▶ **Work to be completed**:
Copy out exactly the lines from the first line of the material below through the line containing "format for timestamps.", and nothing beyond them.
_____
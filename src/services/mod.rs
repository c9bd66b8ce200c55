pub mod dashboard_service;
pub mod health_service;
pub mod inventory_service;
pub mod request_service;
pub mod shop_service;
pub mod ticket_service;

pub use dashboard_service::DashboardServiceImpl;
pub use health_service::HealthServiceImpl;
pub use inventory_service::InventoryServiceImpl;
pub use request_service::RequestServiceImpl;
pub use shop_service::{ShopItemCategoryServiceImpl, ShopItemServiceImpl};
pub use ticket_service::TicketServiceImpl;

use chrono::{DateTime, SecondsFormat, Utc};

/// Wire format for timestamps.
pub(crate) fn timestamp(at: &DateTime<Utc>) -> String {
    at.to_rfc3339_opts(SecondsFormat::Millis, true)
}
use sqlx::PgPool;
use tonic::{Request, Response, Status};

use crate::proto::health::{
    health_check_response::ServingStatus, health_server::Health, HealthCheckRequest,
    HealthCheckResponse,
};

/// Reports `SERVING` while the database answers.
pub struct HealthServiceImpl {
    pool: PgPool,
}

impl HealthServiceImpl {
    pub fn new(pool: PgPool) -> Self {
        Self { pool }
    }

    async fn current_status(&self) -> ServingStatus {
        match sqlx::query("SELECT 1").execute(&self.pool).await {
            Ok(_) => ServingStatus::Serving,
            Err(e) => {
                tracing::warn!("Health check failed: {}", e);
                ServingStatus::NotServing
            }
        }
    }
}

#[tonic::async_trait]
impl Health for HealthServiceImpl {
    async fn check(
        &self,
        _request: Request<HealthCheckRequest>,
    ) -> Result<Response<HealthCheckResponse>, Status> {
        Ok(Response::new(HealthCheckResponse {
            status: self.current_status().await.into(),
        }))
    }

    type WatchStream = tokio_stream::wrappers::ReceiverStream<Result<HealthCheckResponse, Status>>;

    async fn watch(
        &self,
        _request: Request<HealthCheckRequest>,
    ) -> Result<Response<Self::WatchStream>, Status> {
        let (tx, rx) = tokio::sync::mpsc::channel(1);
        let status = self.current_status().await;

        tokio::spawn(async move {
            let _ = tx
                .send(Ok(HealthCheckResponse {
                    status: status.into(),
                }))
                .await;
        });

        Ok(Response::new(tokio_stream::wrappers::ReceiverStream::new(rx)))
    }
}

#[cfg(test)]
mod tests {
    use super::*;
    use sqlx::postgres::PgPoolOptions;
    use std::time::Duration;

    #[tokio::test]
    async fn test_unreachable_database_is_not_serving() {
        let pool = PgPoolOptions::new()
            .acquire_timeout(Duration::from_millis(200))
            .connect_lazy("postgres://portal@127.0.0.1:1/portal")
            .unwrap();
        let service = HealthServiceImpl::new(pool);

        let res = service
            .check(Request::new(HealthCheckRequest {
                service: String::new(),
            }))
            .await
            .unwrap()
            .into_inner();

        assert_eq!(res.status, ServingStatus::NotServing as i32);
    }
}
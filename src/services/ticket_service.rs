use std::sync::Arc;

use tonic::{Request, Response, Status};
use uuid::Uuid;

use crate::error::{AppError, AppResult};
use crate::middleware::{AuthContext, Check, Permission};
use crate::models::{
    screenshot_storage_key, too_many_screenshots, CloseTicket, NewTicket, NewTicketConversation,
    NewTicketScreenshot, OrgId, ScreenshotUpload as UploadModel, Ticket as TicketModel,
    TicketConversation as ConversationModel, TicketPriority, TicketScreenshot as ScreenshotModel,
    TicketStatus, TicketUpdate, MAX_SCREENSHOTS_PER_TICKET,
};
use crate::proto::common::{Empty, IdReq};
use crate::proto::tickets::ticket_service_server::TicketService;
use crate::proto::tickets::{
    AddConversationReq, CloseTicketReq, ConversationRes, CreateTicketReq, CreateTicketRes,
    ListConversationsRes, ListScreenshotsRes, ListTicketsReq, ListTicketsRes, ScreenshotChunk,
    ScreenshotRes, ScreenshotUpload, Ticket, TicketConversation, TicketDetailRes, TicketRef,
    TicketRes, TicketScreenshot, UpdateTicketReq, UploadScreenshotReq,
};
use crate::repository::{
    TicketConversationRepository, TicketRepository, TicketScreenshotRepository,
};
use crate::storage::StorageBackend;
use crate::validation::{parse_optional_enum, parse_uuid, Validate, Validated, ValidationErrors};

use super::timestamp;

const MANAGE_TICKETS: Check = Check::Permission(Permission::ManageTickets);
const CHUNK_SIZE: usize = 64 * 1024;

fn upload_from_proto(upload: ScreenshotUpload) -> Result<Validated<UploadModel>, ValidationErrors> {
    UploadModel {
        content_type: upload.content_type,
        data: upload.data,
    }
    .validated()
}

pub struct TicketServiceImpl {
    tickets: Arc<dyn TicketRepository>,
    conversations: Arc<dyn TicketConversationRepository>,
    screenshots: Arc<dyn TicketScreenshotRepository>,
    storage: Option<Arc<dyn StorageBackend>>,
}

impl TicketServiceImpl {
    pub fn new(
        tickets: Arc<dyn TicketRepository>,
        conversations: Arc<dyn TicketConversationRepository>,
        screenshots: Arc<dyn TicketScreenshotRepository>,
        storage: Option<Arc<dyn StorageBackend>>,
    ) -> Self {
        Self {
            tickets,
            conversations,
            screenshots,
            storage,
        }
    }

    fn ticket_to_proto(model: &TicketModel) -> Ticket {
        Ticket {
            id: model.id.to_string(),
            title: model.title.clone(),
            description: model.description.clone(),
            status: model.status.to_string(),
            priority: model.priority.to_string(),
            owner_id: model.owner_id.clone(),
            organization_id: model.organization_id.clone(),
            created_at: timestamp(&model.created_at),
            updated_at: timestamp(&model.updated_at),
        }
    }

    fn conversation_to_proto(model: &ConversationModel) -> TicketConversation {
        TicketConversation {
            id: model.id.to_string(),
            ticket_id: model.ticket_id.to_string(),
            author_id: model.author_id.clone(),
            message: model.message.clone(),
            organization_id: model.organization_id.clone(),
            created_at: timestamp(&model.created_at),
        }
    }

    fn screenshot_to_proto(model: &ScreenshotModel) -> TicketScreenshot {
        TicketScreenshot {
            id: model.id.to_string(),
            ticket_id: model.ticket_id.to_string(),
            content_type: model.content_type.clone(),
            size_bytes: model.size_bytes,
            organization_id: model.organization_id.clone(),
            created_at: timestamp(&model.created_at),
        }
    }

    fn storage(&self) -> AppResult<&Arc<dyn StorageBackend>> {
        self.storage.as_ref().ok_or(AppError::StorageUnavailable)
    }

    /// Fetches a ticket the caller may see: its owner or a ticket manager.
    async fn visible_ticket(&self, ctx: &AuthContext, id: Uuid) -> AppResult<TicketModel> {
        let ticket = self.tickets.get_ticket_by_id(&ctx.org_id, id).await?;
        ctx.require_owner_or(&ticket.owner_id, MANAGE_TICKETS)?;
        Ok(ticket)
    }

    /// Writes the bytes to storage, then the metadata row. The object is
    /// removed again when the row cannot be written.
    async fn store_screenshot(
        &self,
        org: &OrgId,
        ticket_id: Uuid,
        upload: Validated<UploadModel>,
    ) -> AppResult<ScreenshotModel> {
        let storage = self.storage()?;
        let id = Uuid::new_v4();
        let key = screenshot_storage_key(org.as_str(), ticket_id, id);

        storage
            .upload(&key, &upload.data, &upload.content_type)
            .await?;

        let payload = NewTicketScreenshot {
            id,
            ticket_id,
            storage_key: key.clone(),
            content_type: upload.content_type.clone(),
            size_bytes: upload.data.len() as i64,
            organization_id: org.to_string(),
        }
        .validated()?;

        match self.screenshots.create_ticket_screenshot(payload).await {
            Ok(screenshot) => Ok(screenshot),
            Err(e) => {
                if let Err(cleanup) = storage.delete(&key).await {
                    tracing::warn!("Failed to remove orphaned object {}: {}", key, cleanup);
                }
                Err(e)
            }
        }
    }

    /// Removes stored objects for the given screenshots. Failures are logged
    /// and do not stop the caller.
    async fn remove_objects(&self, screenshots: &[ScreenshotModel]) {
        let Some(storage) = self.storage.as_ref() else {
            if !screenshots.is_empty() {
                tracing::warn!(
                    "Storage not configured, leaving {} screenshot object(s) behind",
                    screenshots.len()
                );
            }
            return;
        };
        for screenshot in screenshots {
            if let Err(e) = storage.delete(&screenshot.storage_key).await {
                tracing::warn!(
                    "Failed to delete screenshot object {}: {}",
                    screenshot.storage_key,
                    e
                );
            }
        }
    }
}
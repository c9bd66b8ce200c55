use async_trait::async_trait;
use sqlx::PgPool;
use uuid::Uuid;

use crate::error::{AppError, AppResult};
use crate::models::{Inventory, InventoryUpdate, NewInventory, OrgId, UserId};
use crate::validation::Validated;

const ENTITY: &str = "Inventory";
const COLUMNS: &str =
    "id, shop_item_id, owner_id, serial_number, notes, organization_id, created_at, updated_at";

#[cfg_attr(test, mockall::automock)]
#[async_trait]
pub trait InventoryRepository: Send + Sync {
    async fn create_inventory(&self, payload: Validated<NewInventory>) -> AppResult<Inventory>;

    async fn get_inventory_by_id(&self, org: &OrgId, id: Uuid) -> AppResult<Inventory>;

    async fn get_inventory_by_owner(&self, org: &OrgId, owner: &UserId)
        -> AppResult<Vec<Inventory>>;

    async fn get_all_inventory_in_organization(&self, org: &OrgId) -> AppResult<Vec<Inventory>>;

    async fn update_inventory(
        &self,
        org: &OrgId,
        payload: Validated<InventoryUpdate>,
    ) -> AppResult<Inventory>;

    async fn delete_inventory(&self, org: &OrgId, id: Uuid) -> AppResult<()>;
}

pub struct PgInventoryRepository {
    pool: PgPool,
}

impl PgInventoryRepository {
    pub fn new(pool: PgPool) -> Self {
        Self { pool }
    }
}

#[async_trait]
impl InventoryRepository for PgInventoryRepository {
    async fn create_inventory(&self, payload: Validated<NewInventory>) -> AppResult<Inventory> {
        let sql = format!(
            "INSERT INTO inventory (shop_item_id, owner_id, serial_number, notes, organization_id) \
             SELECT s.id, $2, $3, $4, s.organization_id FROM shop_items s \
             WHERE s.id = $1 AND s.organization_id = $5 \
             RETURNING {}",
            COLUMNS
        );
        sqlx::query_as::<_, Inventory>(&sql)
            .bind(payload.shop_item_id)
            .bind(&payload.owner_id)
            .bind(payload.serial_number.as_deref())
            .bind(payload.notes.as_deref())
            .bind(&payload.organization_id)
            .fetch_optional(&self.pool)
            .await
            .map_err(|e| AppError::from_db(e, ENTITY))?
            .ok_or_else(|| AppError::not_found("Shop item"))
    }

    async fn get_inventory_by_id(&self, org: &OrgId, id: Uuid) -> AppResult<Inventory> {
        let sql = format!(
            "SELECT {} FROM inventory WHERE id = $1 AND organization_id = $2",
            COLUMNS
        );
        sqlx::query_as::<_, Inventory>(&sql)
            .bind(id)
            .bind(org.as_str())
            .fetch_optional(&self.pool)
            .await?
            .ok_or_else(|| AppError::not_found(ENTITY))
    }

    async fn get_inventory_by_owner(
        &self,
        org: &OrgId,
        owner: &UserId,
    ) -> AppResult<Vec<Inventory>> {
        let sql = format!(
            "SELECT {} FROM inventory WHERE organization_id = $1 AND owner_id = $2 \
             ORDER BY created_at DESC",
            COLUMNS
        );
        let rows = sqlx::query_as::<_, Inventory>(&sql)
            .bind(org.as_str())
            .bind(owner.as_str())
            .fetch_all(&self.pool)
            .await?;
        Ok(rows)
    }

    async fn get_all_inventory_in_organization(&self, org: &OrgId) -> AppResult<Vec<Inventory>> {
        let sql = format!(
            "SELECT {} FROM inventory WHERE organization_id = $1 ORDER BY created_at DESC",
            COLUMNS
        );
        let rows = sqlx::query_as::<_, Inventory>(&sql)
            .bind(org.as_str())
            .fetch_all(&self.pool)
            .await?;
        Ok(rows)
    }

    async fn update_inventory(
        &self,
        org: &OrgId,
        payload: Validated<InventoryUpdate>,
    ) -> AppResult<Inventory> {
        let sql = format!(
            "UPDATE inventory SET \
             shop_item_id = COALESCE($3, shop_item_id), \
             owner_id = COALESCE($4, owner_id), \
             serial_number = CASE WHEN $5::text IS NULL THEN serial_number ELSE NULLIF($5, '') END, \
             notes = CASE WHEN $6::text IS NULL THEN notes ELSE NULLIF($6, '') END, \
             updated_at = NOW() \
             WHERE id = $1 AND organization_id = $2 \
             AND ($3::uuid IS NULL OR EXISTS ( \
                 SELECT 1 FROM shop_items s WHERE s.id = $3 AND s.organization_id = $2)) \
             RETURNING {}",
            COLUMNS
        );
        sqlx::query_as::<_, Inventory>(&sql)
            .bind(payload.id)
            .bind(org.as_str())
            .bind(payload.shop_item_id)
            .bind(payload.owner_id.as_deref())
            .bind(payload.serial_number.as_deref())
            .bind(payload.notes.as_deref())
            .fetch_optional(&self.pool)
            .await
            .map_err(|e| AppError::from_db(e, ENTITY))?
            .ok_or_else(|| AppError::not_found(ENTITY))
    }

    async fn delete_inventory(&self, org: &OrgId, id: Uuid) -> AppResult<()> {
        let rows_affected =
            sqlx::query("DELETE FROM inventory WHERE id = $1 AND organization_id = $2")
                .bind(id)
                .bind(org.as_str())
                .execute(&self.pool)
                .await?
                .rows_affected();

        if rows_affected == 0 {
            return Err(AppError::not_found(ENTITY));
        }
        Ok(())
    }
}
_____
▶ **Written answer**:
filename src/services/mod.rs
repository c9bd66b8ce200c55
pub mod dashboard_service;
pub mod health_service;
pub mod inventory_service;
pub mod request_service;
pub mod shop_service;
pub mod ticket_service;

pub use dashboard_service::DashboardServiceImpl;
pub use health_service::HealthServiceImpl;
pub use inventory_service::InventoryServiceImpl;
pub use request_service::RequestServiceImpl;
pub use shop_service::{ShopItemCategoryServiceImpl, ShopItemServiceImpl};
pub use ticket_service::TicketServiceImpl;

use chrono::{DateTime, SecondsFormat, Utc};

/// Wire format for timestamps.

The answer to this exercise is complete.